Your reply should be the following data, copied exactly.

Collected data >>
□ □ □ □

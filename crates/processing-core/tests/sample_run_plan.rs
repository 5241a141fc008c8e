use std::path::PathBuf;

use pagepan_common::config::RenderConfig;
use pagepan_processing_core::pan_planner::{PanPlanner, PlanGeometry, PlannerConfig};
use pagepan_project_model::document::{DialogueId, PageDocument};

fn load_fixture_document() -> PageDocument {
    let path = PathBuf::from(env!("CARGO_MANIFEST_DIR"))
        .join("..")
        .join("..")
        .join("fixtures")
        .join("sample-run")
        .join("chapter_01")
        .join("page_003")
        .join("ocr_output_with_bboxes.json");

    let content = std::fs::read_to_string(path).expect("fixture document should be readable");
    PageDocument::from_json(&content).expect("fixture document should parse")
}

#[test]
fn default_config_plan_for_fixture_page_is_stable() {
    let doc = load_fixture_document();
    let config = RenderConfig::default();
    let planner = PanPlanner::new(PlannerConfig::from(&config.viewport));

    let plan = planner
        .plan(
            &doc.parsed_dialogue,
            PlanGeometry {
                raw_width: doc.image_width,
                raw_height: doc.image_height,
                plan_width: config.viewport.width,
                viewport_height: config.viewport.height,
            },
        )
        .unwrap();

    assert_eq!(plan.scaled_height, 3240);
    assert_eq!(plan.max_offset, 1320);

    let ids: Vec<_> = plan
        .entries()
        .iter()
        .filter_map(|e| e.dialogue_id().cloned())
        .collect();
    assert_eq!(
        ids,
        [0, 1, 3, 4, 5].map(DialogueId::Number).to_vec(),
        "unboxed dialogue 2 must be skipped"
    );
    assert_eq!(
        plan.offsets().collect::<Vec<_>>(),
        vec![48, 491, 491, 1320, 1320]
    );
}

#[test]
fn fixture_plan_with_rolls_serializes_legacy_ids() {
    let doc = load_fixture_document();
    let plan = PanPlanner::with_defaults()
        .plan(
            &doc.parsed_dialogue,
            PlanGeometry {
                raw_width: doc.image_width,
                raw_height: doc.image_height,
                plan_width: 1080,
                viewport_height: 1920,
            },
        )
        .unwrap()
        .with_pre_roll()
        .with_post_roll();

    let legacy: Vec<_> = plan
        .entries()
        .iter()
        .map(|e| serde_json::json!({ "dlg_id": e.legacy_id(), "offset": e.offset }))
        .collect();

    assert_eq!(legacy.first().unwrap()["dlg_id"], -1);
    assert_eq!(legacy.first().unwrap()["offset"], 0);
    assert_eq!(legacy.last().unwrap()["dlg_id"], -2);
    assert_eq!(legacy.last().unwrap()["offset"], 1320);
    assert_eq!(legacy.len(), 7);
}
pub mod chapter;
pub mod check;
pub mod init_config;
pub mod plan;
pub mod run;

use std::sync::Arc;

use anyhow::bail;

use pagepan_common::config::RenderConfig;
use pagepan_render_engine::{ChapterBuilder, Encoder, FfmpegEncoder};

/// Chapter builder backed by ffmpeg, failing early when it is missing.
fn ffmpeg_chapter_builder(config: RenderConfig) -> anyhow::Result<ChapterBuilder> {
    let encoder = FfmpegEncoder::new(config.encoder.clone());
    if !encoder.is_available() {
        bail!(
            "Encoder not available: expected `{}` and `{}` (run `pagepan check`)",
            config.encoder.ffmpeg_bin,
            config.encoder.ffprobe_bin
        );
    }
    Ok(ChapterBuilder::new(Arc::new(config), Arc::new(encoder))?)
}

□ □ □ □

Answer for the task >>
filename crates/processing-core/tests/sample_run_plan.rs
repository 5241a141fc008c8e
use std::path::PathBuf;

use pagepan_common::config::RenderConfig;
use pagepan_processing_core::pan_planner::{PanPlanner, PlanGeometry, PlannerConfig};
use pagepan_project_model::document::{DialogueId, PageDocument};

fn load_fixture_document() -> PageDocument {
    let path = PathBuf::from(env!("CARGO_MANIFEST_DIR"))
        .join("..")
        .join("..")
        .join("fixtures")
        .join("sample-run")
        .join("chapter_01")
        .join("page_003")
        .join("ocr_output_with_bboxes.json");

    let content = std::fs::read_to_string(path).expect("fixture document should be readable");
    PageDocument::from_json(&content).expect("fixture document should parse")
}

#[test]
fn default_config_plan_for_fixture_page_is_stable() {
    let doc = load_fixture_document();
    let config = RenderConfig::default();
    let planner = PanPlanner::new(PlannerConfig::from(&config.viewport));

    let plan = planner
        .plan(
            &doc.parsed_dialogue,
            PlanGeometry {
                raw_width: doc.image_width,
                raw_height: doc.image_height,
                plan_width: config.viewport.width,
                viewport_height: config.viewport.height,
            },
        )
        .unwrap();

    assert_eq!(plan.scaled_height, 3240);
    assert_eq!(plan.max_offset, 1320);

    let ids: Vec<_> = plan
        .entries()
        .iter()
        .filter_map(|e| e.dialogue_id().cloned())
        .collect();
    assert_eq!(
        ids,
        [0, 1, 3, 4, 5].map(DialogueId::Number).to_vec(),
        "unboxed dialogue 2 must be skipped"
    );
    assert_eq!(
        plan.offsets().collect::<Vec<_>>(),
        vec![48, 491, 491, 1320, 1320]
    );
}

#[test]
fn fixture_plan_with_rolls_serializes_legacy_ids() {
    let doc = load_fixture_document();
    let plan = PanPlanner::with_defaults()
        .plan(
            &doc.parsed_dialogue,
            PlanGeometry {
                raw_width: doc.image_width,
                raw_height: doc.image_height,
                plan_width: 1080,
                viewport_height: 1920,
            },
        )
        .unwrap()
        .with_pre_roll()
        .with_post_roll();

    let legacy: Vec<_> = plan
        .entries()
        .iter()
        .map(|e| serde_json::json!({ "dlg_id": e.legacy_id(), "offset": e.offset }))
        .collect();

    assert_eq!(legacy.first().unwrap()["dlg_id"], -1);
    assert_eq!(legacy.first().unwrap()["offset"], 0);
    assert_eq!(legacy.last().unwrap()["dlg_id"], -2);
    assert_eq!(legacy.last().unwrap()["offset"], 1320);
    assert_eq!(legacy.len(), 7);
}
pub mod chapter;
pub mod check;
pub mod init_config;
pub mod plan;
pub mod run;

use std::sync::Arc;

use anyhow::bail;

use pagepan_common::config::RenderConfig;
use pagepan_render_engine::{ChapterBuilder, Encoder, FfmpegEncoder};

/// Chapter builder backed by ffmpeg, failing early when it is missing.
fn ffmpeg_chapter_builder(config: RenderConfig) -> anyhow::Result<ChapterBuilder> {
    let encoder = FfmpegEncoder::new(config.encoder.clone());
    if !encoder.is_available() {
        bail!(
            "Encoder not available: expected `{}` and `{}` (run `pagepan check`)",
            config.encoder.ffmpeg_bin,
            config.encoder.ffprobe_bin
        );
    }
    Ok(ChapterBuilder::new(Arc::new(config), Arc::new(encoder))?)
}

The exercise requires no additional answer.